* Data to process
———
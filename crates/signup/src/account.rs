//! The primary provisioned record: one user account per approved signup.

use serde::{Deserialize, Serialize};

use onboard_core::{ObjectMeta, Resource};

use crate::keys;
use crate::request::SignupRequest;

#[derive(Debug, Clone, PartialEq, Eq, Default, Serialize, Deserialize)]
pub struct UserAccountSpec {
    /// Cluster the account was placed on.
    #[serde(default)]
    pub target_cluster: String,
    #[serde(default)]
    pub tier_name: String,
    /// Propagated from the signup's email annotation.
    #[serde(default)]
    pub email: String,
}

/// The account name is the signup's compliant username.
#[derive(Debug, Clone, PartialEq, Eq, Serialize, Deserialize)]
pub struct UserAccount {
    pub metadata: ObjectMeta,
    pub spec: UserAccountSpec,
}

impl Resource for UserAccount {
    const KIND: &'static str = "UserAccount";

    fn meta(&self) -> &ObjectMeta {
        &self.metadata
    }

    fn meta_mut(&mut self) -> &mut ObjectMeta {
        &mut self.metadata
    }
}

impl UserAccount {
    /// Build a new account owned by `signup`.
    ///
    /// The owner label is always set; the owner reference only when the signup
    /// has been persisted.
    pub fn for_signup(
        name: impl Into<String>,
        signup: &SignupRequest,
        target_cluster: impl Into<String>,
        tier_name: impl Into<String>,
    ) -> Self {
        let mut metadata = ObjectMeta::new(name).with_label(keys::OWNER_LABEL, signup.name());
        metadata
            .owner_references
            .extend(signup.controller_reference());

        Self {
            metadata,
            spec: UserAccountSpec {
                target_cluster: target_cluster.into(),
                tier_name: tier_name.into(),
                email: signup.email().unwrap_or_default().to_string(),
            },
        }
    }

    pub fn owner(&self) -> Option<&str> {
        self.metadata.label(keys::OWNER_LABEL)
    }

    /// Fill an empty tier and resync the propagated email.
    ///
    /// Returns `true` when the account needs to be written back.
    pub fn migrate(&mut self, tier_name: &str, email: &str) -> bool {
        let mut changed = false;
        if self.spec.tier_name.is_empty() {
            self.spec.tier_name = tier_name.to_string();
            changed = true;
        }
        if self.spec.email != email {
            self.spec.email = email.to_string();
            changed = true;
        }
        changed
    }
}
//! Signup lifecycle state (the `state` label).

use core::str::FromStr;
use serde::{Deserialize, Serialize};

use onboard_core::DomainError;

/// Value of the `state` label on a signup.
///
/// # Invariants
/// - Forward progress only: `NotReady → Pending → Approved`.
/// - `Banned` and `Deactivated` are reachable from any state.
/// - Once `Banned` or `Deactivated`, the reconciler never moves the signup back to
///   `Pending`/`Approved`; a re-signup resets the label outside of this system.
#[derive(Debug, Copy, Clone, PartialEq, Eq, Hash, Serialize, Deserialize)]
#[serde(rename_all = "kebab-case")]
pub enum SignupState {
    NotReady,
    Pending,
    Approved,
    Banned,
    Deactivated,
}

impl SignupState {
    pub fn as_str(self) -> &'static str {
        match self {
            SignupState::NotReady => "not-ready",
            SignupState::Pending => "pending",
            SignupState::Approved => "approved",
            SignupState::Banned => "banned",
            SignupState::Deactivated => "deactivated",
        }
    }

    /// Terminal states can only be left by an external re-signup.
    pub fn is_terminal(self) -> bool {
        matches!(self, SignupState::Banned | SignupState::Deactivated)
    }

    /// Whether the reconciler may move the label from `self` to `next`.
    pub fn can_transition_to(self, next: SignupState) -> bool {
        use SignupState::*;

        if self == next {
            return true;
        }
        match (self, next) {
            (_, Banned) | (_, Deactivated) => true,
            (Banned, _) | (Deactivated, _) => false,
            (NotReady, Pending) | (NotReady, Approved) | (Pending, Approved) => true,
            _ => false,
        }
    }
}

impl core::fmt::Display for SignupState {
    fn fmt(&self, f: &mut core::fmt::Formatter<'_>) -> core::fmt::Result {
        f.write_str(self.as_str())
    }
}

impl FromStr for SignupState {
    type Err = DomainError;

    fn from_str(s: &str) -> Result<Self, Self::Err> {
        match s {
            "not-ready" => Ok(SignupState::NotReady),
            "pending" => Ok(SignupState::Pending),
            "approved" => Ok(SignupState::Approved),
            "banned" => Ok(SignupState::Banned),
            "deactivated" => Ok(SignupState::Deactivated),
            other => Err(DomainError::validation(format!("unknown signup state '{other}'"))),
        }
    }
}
———
Where a line of the entries above holds the word "email", return that line.

* Task solution
    /// Propagated from the signup's email annotation.
    pub email: String,
                email: signup.email().unwrap_or_default().to_string(),
    /// Fill an empty tier and resync the propagated email.
    pub fn migrate(&mut self, tier_name: &str, email: &str) -> bool {
        if self.spec.email != email {
            self.spec.email = email.to_string();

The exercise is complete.